╔══
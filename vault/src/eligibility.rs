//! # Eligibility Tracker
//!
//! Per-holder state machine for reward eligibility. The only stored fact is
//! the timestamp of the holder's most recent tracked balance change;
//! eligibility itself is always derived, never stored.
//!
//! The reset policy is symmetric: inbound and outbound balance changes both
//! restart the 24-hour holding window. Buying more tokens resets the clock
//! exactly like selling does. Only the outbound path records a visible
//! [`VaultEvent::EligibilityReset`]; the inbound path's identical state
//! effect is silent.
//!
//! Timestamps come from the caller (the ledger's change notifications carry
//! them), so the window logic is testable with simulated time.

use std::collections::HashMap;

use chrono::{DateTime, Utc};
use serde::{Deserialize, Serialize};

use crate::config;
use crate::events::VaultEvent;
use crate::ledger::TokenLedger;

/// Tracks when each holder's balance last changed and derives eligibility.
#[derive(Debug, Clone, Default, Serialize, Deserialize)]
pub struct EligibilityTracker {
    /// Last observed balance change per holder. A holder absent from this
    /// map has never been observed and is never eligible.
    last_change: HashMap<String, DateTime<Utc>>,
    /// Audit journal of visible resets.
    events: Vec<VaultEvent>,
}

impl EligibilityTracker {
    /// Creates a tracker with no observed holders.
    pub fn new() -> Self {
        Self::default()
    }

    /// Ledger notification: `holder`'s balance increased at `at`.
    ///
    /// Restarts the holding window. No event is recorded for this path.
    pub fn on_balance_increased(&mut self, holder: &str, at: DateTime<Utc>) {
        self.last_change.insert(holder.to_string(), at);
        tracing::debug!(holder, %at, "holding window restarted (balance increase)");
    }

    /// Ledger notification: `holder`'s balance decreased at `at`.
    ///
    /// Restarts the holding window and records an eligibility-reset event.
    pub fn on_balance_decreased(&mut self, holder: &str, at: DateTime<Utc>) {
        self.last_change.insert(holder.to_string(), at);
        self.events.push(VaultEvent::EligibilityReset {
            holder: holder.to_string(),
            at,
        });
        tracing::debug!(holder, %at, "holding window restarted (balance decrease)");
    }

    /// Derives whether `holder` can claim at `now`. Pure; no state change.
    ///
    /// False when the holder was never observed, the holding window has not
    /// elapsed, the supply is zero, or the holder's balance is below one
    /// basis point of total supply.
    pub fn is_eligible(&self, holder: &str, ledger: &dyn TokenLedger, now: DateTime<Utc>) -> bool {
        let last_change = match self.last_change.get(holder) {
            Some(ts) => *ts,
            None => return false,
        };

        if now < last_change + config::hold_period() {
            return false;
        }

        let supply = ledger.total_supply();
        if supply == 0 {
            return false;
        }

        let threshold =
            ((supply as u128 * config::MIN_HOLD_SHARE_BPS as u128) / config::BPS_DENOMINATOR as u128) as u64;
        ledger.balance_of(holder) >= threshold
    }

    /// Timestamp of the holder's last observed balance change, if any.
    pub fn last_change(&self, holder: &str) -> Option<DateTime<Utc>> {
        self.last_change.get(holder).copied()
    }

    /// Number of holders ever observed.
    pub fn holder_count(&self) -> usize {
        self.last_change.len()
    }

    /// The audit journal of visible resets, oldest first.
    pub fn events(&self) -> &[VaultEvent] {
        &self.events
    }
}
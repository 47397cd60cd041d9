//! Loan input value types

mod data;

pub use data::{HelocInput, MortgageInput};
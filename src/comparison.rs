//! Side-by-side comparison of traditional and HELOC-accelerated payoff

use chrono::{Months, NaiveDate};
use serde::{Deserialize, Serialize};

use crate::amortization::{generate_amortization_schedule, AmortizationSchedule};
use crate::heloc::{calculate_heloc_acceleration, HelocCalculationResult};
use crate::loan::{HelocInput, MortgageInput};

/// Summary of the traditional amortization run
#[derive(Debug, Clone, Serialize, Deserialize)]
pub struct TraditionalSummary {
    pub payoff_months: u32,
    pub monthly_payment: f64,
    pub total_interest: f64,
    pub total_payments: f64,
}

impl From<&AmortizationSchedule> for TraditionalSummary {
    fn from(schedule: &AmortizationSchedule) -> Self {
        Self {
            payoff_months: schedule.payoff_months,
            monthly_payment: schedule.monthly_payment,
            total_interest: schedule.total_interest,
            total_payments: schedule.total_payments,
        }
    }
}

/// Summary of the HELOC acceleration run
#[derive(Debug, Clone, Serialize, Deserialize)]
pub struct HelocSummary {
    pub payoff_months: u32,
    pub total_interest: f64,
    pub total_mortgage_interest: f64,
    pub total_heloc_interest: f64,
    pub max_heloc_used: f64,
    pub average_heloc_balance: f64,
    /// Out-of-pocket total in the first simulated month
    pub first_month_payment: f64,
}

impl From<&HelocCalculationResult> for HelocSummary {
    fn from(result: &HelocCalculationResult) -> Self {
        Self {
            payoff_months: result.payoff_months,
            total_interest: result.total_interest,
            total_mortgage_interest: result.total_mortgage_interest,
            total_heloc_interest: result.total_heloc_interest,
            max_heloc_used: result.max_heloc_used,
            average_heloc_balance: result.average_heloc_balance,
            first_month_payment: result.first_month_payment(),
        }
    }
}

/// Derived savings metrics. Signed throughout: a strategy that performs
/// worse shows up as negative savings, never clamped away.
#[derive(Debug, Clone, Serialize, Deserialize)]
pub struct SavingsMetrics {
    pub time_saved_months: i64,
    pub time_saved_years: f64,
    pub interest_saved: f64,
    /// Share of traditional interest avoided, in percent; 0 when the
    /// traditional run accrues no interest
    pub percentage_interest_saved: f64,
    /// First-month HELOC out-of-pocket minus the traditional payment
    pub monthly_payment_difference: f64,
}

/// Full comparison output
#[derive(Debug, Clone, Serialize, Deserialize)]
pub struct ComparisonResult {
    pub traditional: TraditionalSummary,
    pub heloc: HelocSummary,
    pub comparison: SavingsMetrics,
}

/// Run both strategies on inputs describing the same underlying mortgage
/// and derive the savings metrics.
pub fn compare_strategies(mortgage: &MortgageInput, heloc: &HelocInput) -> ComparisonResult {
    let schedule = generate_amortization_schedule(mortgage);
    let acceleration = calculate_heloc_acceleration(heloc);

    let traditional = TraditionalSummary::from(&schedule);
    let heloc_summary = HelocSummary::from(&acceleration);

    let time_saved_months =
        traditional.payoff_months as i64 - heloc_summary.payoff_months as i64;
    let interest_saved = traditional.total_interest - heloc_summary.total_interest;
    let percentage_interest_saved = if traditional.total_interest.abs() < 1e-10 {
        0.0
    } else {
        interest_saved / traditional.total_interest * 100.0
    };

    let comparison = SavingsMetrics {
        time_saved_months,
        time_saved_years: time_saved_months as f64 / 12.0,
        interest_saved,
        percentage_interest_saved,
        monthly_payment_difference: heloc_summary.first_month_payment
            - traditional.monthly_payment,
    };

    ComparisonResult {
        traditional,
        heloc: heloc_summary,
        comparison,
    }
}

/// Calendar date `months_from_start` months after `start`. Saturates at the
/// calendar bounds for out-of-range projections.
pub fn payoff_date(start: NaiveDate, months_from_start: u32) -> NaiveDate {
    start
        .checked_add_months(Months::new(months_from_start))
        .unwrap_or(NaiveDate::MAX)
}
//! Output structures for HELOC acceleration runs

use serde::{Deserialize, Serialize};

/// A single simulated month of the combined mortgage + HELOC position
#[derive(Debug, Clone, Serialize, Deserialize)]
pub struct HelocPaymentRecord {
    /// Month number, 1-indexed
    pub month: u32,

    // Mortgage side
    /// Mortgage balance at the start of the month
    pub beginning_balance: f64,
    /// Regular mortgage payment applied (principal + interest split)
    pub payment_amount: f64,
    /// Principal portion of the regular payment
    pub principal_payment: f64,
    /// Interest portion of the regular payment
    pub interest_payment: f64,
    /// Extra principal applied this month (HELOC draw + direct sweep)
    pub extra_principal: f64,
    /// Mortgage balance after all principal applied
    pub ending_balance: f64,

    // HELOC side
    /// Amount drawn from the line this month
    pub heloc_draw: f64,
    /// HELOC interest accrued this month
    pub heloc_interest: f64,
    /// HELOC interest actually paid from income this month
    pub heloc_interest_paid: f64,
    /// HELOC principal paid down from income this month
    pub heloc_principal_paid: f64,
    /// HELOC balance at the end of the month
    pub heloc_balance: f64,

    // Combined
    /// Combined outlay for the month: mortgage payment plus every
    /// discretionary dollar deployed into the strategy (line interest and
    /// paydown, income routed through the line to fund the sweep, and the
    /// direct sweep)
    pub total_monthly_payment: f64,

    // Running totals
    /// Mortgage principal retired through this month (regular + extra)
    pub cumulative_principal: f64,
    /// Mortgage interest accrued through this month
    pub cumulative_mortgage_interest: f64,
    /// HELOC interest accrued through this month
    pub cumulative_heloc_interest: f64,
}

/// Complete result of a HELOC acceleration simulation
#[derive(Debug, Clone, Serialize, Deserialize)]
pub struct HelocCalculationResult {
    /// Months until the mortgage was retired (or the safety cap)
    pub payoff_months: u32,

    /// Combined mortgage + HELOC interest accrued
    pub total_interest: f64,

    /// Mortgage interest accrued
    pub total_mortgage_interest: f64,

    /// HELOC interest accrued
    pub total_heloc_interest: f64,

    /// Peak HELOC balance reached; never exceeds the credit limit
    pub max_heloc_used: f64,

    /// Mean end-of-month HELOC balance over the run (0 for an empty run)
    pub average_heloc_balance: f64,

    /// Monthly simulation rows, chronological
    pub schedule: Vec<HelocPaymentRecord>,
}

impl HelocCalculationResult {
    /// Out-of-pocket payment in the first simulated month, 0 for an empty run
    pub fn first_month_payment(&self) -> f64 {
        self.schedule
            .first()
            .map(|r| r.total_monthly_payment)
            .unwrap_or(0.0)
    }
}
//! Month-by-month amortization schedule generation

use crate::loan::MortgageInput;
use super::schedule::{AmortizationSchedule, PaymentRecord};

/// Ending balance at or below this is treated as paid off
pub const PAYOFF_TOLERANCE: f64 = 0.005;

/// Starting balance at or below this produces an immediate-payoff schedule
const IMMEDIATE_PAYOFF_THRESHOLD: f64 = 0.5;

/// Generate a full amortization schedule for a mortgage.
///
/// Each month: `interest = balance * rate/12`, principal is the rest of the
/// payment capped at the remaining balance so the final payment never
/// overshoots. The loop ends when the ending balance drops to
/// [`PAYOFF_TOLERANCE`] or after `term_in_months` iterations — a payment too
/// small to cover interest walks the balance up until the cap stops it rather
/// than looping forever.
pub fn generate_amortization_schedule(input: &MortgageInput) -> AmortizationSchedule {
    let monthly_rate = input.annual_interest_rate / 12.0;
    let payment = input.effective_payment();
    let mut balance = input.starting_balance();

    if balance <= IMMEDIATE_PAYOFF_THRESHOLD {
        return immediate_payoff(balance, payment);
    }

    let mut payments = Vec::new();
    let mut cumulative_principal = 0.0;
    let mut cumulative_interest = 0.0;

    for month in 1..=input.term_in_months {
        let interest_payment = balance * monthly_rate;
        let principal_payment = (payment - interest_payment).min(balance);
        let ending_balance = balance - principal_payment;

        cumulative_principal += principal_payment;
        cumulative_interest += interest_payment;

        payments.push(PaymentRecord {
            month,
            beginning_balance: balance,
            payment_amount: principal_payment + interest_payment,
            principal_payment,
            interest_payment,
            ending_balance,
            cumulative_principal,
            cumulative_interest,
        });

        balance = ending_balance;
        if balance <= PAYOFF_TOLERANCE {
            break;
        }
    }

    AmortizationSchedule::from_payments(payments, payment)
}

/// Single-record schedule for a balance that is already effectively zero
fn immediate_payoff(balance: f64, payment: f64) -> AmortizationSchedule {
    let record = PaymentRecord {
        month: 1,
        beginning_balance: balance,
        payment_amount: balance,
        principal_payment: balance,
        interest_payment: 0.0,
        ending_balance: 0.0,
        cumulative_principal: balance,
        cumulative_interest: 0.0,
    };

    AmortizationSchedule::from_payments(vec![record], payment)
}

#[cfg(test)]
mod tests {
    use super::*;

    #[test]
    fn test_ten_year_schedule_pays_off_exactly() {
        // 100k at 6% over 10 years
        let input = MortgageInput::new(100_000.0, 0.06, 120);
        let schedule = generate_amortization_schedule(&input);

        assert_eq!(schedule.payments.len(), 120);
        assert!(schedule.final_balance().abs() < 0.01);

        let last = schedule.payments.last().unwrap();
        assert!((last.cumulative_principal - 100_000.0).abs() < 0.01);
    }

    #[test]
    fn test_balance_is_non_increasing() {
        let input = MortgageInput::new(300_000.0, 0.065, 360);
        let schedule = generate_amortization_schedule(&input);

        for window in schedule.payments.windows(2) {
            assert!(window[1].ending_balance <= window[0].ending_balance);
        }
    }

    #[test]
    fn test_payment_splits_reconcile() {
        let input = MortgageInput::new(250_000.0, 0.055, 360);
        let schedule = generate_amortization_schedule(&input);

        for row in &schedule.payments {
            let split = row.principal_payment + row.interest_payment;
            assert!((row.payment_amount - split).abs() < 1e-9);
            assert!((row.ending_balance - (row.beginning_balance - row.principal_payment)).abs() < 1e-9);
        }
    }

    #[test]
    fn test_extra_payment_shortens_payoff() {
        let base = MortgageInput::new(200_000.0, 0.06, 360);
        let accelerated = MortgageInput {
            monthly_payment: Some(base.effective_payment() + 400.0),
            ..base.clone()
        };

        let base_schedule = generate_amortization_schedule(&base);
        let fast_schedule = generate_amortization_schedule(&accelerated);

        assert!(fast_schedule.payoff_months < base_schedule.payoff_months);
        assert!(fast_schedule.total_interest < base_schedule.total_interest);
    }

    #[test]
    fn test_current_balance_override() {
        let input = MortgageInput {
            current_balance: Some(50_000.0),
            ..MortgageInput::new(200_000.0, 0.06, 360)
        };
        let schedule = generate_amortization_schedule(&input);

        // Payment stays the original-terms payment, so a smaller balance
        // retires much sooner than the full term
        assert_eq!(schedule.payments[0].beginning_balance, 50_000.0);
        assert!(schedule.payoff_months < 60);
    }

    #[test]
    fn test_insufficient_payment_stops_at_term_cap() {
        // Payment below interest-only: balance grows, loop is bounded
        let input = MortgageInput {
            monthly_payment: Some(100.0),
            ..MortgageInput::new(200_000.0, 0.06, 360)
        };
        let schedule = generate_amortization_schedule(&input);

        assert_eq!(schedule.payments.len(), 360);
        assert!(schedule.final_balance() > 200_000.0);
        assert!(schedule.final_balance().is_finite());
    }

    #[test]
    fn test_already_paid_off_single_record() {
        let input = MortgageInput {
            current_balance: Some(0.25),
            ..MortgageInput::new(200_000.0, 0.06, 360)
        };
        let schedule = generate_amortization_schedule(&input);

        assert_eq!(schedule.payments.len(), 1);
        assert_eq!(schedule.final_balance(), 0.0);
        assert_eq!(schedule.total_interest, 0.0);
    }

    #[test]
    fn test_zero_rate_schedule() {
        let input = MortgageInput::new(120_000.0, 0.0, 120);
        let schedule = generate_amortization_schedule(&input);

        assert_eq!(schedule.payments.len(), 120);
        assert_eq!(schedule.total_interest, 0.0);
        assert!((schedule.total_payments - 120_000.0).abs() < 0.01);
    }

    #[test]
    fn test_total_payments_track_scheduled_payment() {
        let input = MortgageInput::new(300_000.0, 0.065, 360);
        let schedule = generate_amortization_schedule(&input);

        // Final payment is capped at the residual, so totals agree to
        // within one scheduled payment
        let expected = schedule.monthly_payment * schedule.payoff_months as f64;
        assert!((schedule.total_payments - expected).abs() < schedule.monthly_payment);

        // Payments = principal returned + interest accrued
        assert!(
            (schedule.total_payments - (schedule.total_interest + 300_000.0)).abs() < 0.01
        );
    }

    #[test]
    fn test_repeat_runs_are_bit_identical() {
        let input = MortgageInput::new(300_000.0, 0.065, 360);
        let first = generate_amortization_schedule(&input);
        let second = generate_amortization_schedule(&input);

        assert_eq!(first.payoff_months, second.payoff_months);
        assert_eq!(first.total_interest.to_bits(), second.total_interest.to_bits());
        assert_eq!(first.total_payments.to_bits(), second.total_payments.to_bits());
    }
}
╚══
╔══
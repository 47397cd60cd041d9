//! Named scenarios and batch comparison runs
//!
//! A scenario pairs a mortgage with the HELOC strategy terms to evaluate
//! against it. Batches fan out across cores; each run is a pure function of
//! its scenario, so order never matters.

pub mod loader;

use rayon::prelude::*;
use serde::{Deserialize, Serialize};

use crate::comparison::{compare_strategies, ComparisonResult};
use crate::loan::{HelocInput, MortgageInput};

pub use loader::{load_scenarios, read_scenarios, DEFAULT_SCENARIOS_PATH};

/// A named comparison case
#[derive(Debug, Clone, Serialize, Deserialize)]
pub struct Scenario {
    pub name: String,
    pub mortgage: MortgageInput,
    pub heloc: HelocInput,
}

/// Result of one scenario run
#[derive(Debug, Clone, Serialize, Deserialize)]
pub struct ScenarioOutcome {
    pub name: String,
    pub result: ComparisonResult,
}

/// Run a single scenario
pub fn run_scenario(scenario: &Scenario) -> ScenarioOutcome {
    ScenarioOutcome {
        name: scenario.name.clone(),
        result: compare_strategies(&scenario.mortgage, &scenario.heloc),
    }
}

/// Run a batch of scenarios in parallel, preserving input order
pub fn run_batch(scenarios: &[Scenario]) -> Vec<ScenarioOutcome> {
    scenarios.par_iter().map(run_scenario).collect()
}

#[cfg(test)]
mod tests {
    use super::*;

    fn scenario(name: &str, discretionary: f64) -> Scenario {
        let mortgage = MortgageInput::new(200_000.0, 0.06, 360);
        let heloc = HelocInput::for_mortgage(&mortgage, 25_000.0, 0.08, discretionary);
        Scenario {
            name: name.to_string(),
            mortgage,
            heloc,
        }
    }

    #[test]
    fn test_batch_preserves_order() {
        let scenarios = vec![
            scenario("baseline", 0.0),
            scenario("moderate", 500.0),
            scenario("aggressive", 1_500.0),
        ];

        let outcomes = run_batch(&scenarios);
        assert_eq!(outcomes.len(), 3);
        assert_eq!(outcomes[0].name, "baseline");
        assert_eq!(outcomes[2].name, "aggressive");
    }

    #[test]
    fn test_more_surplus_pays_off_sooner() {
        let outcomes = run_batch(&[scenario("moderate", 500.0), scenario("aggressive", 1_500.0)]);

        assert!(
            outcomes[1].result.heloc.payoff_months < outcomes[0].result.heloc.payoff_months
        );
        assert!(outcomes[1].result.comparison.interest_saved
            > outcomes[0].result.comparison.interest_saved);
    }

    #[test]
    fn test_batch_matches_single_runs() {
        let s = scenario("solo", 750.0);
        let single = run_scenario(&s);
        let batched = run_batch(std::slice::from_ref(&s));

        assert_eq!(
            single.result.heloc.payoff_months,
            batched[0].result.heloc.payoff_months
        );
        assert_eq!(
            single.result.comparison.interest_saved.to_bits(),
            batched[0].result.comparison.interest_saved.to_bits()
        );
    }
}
╚══
§ Goal of the exercise
Provide nothing but the number of lines in the material above in which the string "until" is found.

§ Exercise response
2